Leon Cyboran compared the system he created to Mendeleev’s Periodic Table. Now, his own Table concerns the transformation of the states of consciousness that allows describing not only the personality development of man, but above all the exceeding of the ceiling necessary to achieve a real spiritual development. The field of consciousness whose center in the diagram is “A” has been divided, starting from within, into spheres marked by the syllables: “Ha,” “Ra,” “Ma” and hence the name of the AHaRaMa system.

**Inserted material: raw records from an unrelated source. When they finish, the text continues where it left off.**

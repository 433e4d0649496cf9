//! Field validators and the shared validation failure type.

use regex::Regex;
use std::borrow::Cow;
use std::sync::LazyLock;

/// Stable, machine-readable reason of a validation failure.
#[derive(
    Debug, Clone, Copy, PartialEq, Eq, Hash, strum_macros::Display, strum_macros::IntoStaticStr,
)]
#[strum(serialize_all = "kebab-case")]
pub enum ViolationCode {
    NotFound,
    Multiple,
    Invalid,
}

/// A rejected input value, reported against a single form field.
#[derive(Debug, Clone, PartialEq, Eq, thiserror::Error)]
#[error("{message}")]
pub struct Violation {
    pub code: ViolationCode,
    pub field: &'static str,
    pub message: Cow<'static, str>,
}

impl Violation {
    pub fn new(code: ViolationCode, field: &'static str, message: impl Into<Cow<'static, str>>) -> Self {
        Self { code, field, message: message.into() }
    }

    pub fn invalid(field: &'static str, message: impl Into<Cow<'static, str>>) -> Self {
        Self::new(ViolationCode::Invalid, field, message)
    }

    pub fn not_found(field: &'static str, message: impl Into<Cow<'static, str>>) -> Self {
        Self::new(ViolationCode::NotFound, field, message)
    }

    pub fn multiple(field: &'static str, message: impl Into<Cow<'static, str>>) -> Self {
        Self::new(ViolationCode::Multiple, field, message)
    }

    #[must_use]
    pub fn code_str(&self) -> &'static str {
        self.code.into()
    }
}

static BASENAME: LazyLock<Regex> = LazyLock::new(|| compile(r"^[a-z][0-9a-z_]*[0-9a-z]$"));
static VERSION: LazyLock<Regex> = LazyLock::new(|| compile(r"^[0-9][0-9a-z.]*[0-9a-z]$"));
static SUB_PLUGIN_PATH: LazyLock<Regex> =
    LazyLock::new(|| compile(r"^[a-z][0-9a-z/_]*[0-9a-z]$"));

fn compile(pattern: &str) -> Regex {
    Regex::new(pattern).expect("static pattern compiles")
}

/// Lower-case identifier of at least two characters: `gungame`, `easy_player`.
#[must_use]
pub fn is_valid_basename(value: &str) -> bool {
    BASENAME.is_match(value)
}

/// Starts with a digit and ends alphanumeric: `1.0`, `2.1b`.
#[must_use]
pub fn is_valid_version(value: &str) -> bool {
    VERSION.is_match(value)
}

/// Relative sub-plugin directory such as `modules/weapons`. Normalize first.
#[must_use]
pub fn is_valid_sub_plugin_path(value: &str) -> bool {
    SUB_PLUGIN_PATH.is_match(value) && !value.contains("//")
}

/// Turns backslashes into slashes and trims surrounding slashes and whitespace.
#[must_use]
pub fn normalize_sub_plugin_path(value: &str) -> String {
    value.trim().replace('\\', "/").trim_matches('/').to_owned()
}

/// Lower-case ASCII slug; `_` and whitespace become `-`, other symbols are dropped.
#[must_use]
pub fn slugify(value: &str) -> String {
    let mut slug = String::with_capacity(value.len());
    for ch in value.trim().chars() {
        if ch.is_ascii_alphanumeric() {
            slug.push(ch.to_ascii_lowercase());
        } else if (ch == '-' || ch == '_' || ch.is_whitespace()) && !slug.ends_with('-') {
            slug.push('-');
        }
    }
    slug.trim_matches('-').to_owned()
}

/// # Errors
///
/// [`ViolationCode::Invalid`] when `value` has more than `max` characters.
pub fn check_length(field: &'static str, value: &str, max: usize) -> Result<(), Violation> {
    if value.chars().count() > max {
        return Err(Violation::invalid(field, format!("{field} must be at most {max} characters.")));
    }
    Ok(())
}

/// # Errors
///
/// [`ViolationCode::Invalid`] when `value` is blank.
pub fn check_required(field: &'static str, value: &str) -> Result<(), Violation> {
    if value.trim().is_empty() {
        return Err(Violation::invalid(field, format!("{field} is required.")));
    }
    Ok(())
}

#[cfg(test)]
mod tests {
    use super::*;

    #[test]
    fn basename_requires_full_match() {
        assert!(is_valid_basename("gungame"));
        assert!(is_valid_basename("easy_player2"));
        assert!(!is_valid_basename("g"));
        assert!(!is_valid_basename("2fast"));
        assert!(!is_valid_basename("trailing_"));
        assert!(!is_valid_basename("gungame/extra"));
        assert!(!is_valid_basename("GunGame"));
    }

    #[test]
    fn version_format() {
        assert!(is_valid_version("1.0"));
        assert!(is_valid_version("10"));
        assert!(is_valid_version("2.1b"));
        assert!(!is_valid_version("v1.0"));
        assert!(!is_valid_version("1.0."));
        assert!(!is_valid_version("1"));
    }

    #[test]
    fn sub_plugin_paths_are_normalized_then_checked() {
        let path = normalize_sub_plugin_path("\\modules\\weapons\\");
        assert_eq!(path, "modules/weapons");
        assert!(is_valid_sub_plugin_path(&path));
        assert!(!is_valid_sub_plugin_path("modules//weapons"));
        assert!(!is_valid_sub_plugin_path("/modules"));
    }

    #[test]
    fn slugify_collapses_separators() {
        assert_eq!(slugify("easy_player"), "easy-player");
        assert_eq!(slugify("  Counter Strike: Source "), "counter-strike-source");
        assert_eq!(slugify("a__b--c"), "a-b-c");
    }

    #[test]
    fn length_message_names_the_field() {
        let err = check_length("version", "1.0.0.0.0", 8).unwrap_err();
        assert_eq!(err.code, ViolationCode::Invalid);
        assert_eq!(err.to_string(), "version must be at most 8 characters.");
        assert!(check_length("version", "1.0", 8).is_ok());
    }

    #[test]
    fn codes_render_kebab_case() {
        assert_eq!(ViolationCode::NotFound.to_string(), "not-found");
        assert_eq!(Violation::multiple("zip_file", "x").code_str(), "multiple");
    }
}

But apart from these spheres in the field of consciousness, we also distinguish phenomena that can be called aspects. Their existence in various fields of consciousness is theoretically deduced from experience. Introspective psychology speaks of them. What is characteristic for Cyboran is the inclusion of these phenomena as aspects of consciousness and treating them as instincts or motors. In his opinion, four aspects can be distinguish and named as follows: 1. the aspect of happiness; 2. the aspect of power; 3. the aspect of cognition; 4. the aspect of beauty. These aspects can be inscribed into an existing diagram. The higher levels of aspects we consider, the more similar they are to each other and harder to be distinguished. This is also the basis for hierarchizing consciousness states. The scheme of the diagram reproduces various development paths. The spheres leading to perfection relate to all four aspects: happiness, power, cognition and beauty. Each of them develops gradually striving towards its fullness. In the analysis, we always assume the continuity of the field of consciousness and hence the interaction of aspects, because they do not occur in the field of consciousness in isolation. Our center of experience, our sensation of “I,” shifts into this or another sphere. The experience center passes through it smoothly. The four aspects express four ways or paths of human pursuit of perfection, a God who is an excellent Self marked in the consciousness field as its Center or “A.” This or that sphere and aspect may dominate: either cognition, or power, or beauty, or happiness. It can be gradually worked on all spheres, and it can also be successively and harmoniously improved from one sphere to the next after its implementation.
The extraordinariness of this system consists therefore its uniqueness, depth and practical value.